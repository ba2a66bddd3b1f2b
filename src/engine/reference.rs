use std::collections::{HashMap, HashSet};

use crate::providers::feed::{FeedRoute, FeedStop, FeedStopTime, FeedTrip};

#[derive(Debug, Clone)]
pub struct Route {
    pub route_id: i64,
    pub agency_id: Option<String>,
    pub short_name: Option<String>,
    pub long_name: Option<String>,
    pub color: Option<String>,
    pub route_type: Option<i64>,
    pub description: Option<String>,
}

#[derive(Debug, Clone)]
pub struct Trip {
    pub trip_id: String,
    pub route_id: i64,
    pub headsign: Option<String>,
    pub direction: Option<i64>,
    pub block_id: Option<String>,
    pub shape_id: Option<String>,
}

#[derive(Debug, Clone)]
pub struct Stop {
    pub stop_id: i64,
    pub name: Option<String>,
    pub lat: f64,
    pub lon: f64,
    pub location_type: Option<i64>,
    pub stop_code: Option<String>,
}

/// The in-memory reference graph built from one static refresh.
///
/// A refresh builds a complete new instance and swaps it in behind an Arc,
/// so readers never observe a half-rebuilt cache.
pub struct ReferenceCache {
    pub routes: HashMap<i64, Route>,
    pub trips: HashMap<String, Trip>,
    pub stops: HashMap<i64, Stop>,
    /// trip_id -> stop ids serviced by that trip (from stop_times)
    pub trip_stop_ids: HashMap<String, HashSet<i64>>,
}

impl ReferenceCache {
    pub fn empty() -> Self {
        Self {
            routes: HashMap::new(),
            trips: HashMap::new(),
            stops: HashMap::new(),
            trip_stop_ids: HashMap::new(),
        }
    }

    pub fn build(
        routes: &[FeedRoute],
        trips: &[FeedTrip],
        stops: &[FeedStop],
        stop_times: &[FeedStopTime],
    ) -> Self {
        let routes = routes
            .iter()
            .map(|r| {
                (
                    r.id,
                    Route {
                        route_id: r.id,
                        agency_id: r.agency_id.clone(),
                        short_name: r.short_name.clone(),
                        long_name: r.long_name.clone(),
                        color: r.color.clone(),
                        route_type: r.route_type,
                        description: r.description.clone(),
                    },
                )
            })
            .collect();

        let trips: HashMap<String, Trip> = trips
            .iter()
            .map(|t| {
                (
                    t.id.clone(),
                    Trip {
                        trip_id: t.id.clone(),
                        route_id: t.route_id,
                        headsign: t.headsign.clone(),
                        direction: t.direction,
                        block_id: t.block_id.clone(),
                        shape_id: t.shape_id.clone(),
                    },
                )
            })
            .collect();

        let stops = stops
            .iter()
            .map(|s| {
                (
                    s.id,
                    Stop {
                        stop_id: s.id,
                        name: s.name.clone(),
                        lat: s.lat,
                        lon: s.lon,
                        location_type: s.location_type,
                        stop_code: s.code.clone(),
                    },
                )
            })
            .collect();

        let mut trip_stop_ids: HashMap<String, HashSet<i64>> = HashMap::new();
        for st in stop_times {
            trip_stop_ids
                .entry(st.trip_id.clone())
                .or_default()
                .insert(st.stop_id);
        }

        Self {
            routes,
            trips,
            stops,
            trip_stop_ids,
        }
    }
}

#[cfg(test)]
mod tests {
    use super::*;

    fn feed_trip(id: &str, route_id: i64) -> FeedTrip {
        FeedTrip {
            id: id.to_string(),
            route_id,
            headsign: None,
            direction: Some(0),
            block_id: None,
            shape_id: None,
        }
    }

    fn feed_stop_time(trip_id: &str, stop_id: i64, seq: i64) -> FeedStopTime {
        FeedStopTime {
            trip_id: trip_id.to_string(),
            stop_id,
            stop_sequence: seq,
        }
    }

    #[test]
    fn builds_trip_stop_sets_from_stop_times() {
        let cache = ReferenceCache::build(
            &[],
            &[feed_trip("t-1", 7), feed_trip("t-2", 8)],
            &[],
            &[
                feed_stop_time("t-1", 10, 1),
                feed_stop_time("t-1", 11, 2),
                feed_stop_time("t-1", 10, 3),
                feed_stop_time("t-2", 12, 1),
            ],
        );

        let t1 = cache.trip_stop_ids.get("t-1").unwrap();
        assert_eq!(t1.len(), 2);
        assert!(t1.contains(&10) && t1.contains(&11));
        assert_eq!(cache.trip_stop_ids.get("t-2").unwrap().len(), 1);
        assert!(cache.trip_stop_ids.get("t-3").is_none());
    }

    #[test]
    fn empty_cache_has_no_entries() {
        let cache = ReferenceCache::empty();
        assert!(cache.routes.is_empty());
        assert!(cache.trips.is_empty());
        assert!(cache.stops.is_empty());
        assert!(cache.trip_stop_ids.is_empty());
    }
}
-- -- --
**What you have to do**
Would you reproduce all the entries exactly?

**Answer to this task**
repository ba2a66bddd3b1f2b
filename src/engine/reference.rs
use std::collections::{HashMap, HashSet};

use crate::providers::feed::{FeedRoute, FeedStop, FeedStopTime, FeedTrip};

#[derive(Debug, Clone)]
pub struct Route {
    pub route_id: i64,
    pub agency_id: Option<String>,
    pub short_name: Option<String>,
    pub long_name: Option<String>,
    pub color: Option<String>,
    pub route_type: Option<i64>,
    pub description: Option<String>,
}

#[derive(Debug, Clone)]
pub struct Trip {
    pub trip_id: String,
    pub route_id: i64,
    pub headsign: Option<String>,
    pub direction: Option<i64>,
    pub block_id: Option<String>,
    pub shape_id: Option<String>,
}

#[derive(Debug, Clone)]
pub struct Stop {
    pub stop_id: i64,
    pub name: Option<String>,
    pub lat: f64,
    pub lon: f64,
    pub location_type: Option<i64>,
    pub stop_code: Option<String>,
}

/// The in-memory reference graph built from one static refresh.
///
/// A refresh builds a complete new instance and swaps it in behind an Arc,
/// so readers never observe a half-rebuilt cache.
pub struct ReferenceCache {
    pub routes: HashMap<i64, Route>,
    pub trips: HashMap<String, Trip>,
    pub stops: HashMap<i64, Stop>,
    /// trip_id -> stop ids serviced by that trip (from stop_times)
    pub trip_stop_ids: HashMap<String, HashSet<i64>>,
}

impl ReferenceCache {
    pub fn empty() -> Self {
        Self {
            routes: HashMap::new(),
            trips: HashMap::new(),
            stops: HashMap::new(),
            trip_stop_ids: HashMap::new(),
        }
    }

    pub fn build(
        routes: &[FeedRoute],
        trips: &[FeedTrip],
        stops: &[FeedStop],
        stop_times: &[FeedStopTime],
    ) -> Self {
        let routes = routes
            .iter()
            .map(|r| {
                (
                    r.id,
                    Route {
                        route_id: r.id,
                        agency_id: r.agency_id.clone(),
                        short_name: r.short_name.clone(),
                        long_name: r.long_name.clone(),
                        color: r.color.clone(),
                        route_type: r.route_type,
                        description: r.description.clone(),
                    },
                )
            })
            .collect();

        let trips: HashMap<String, Trip> = trips
            .iter()
            .map(|t| {
                (
                    t.id.clone(),
                    Trip {
                        trip_id: t.id.clone(),
                        route_id: t.route_id,
                        headsign: t.headsign.clone(),
                        direction: t.direction,
                        block_id: t.block_id.clone(),
                        shape_id: t.shape_id.clone(),
                    },
                )
            })
            .collect();

        let stops = stops
            .iter()
            .map(|s| {
                (
                    s.id,
                    Stop {
                        stop_id: s.id,
                        name: s.name.clone(),
                        lat: s.lat,
                        lon: s.lon,
                        location_type: s.location_type,
                        stop_code: s.code.clone(),
                    },
                )
            })
            .collect();

        let mut trip_stop_ids: HashMap<String, HashSet<i64>> = HashMap::new();
        for st in stop_times {
            trip_stop_ids
                .entry(st.trip_id.clone())
                .or_default()
                .insert(st.stop_id);
        }

        Self {
            routes,
            trips,
            stops,
            trip_stop_ids,
        }
    }
}

#[cfg(test)]
mod tests {
    use super::*;

    fn feed_trip(id: &str, route_id: i64) -> FeedTrip {
        FeedTrip {
            id: id.to_string(),
            route_id,
            headsign: None,
            direction: Some(0),
            block_id: None,
            shape_id: None,
        }
    }

    fn feed_stop_time(trip_id: &str, stop_id: i64, seq: i64) -> FeedStopTime {
        FeedStopTime {
            trip_id: trip_id.to_string(),
            stop_id,
            stop_sequence: seq,
        }
    }

    #[test]
    fn builds_trip_stop_sets_from_stop_times() {
        let cache = ReferenceCache::build(
            &[],
            &[feed_trip("t-1", 7), feed_trip("t-2", 8)],
            &[],
            &[
                feed_stop_time("t-1", 10, 1),
                feed_stop_time("t-1", 11, 2),
                feed_stop_time("t-1", 10, 3),
                feed_stop_time("t-2", 12, 1),
            ],
        );

        let t1 = cache.trip_stop_ids.get("t-1").unwrap();
        assert_eq!(t1.len(), 2);
        assert!(t1.contains(&10) && t1.contains(&11));
        assert_eq!(cache.trip_stop_ids.get("t-2").unwrap().len(), 1);
        assert!(cache.trip_stop_ids.get("t-3").is_none());
    }

    #[test]
    fn empty_cache_has_no_entries() {
        let cache = ReferenceCache::empty();
        assert!(cache.routes.is_empty());
        assert!(cache.trips.is_empty());
        assert!(cache.stops.is_empty());
        assert!(cache.trip_stop_ids.is_empty());
    }
}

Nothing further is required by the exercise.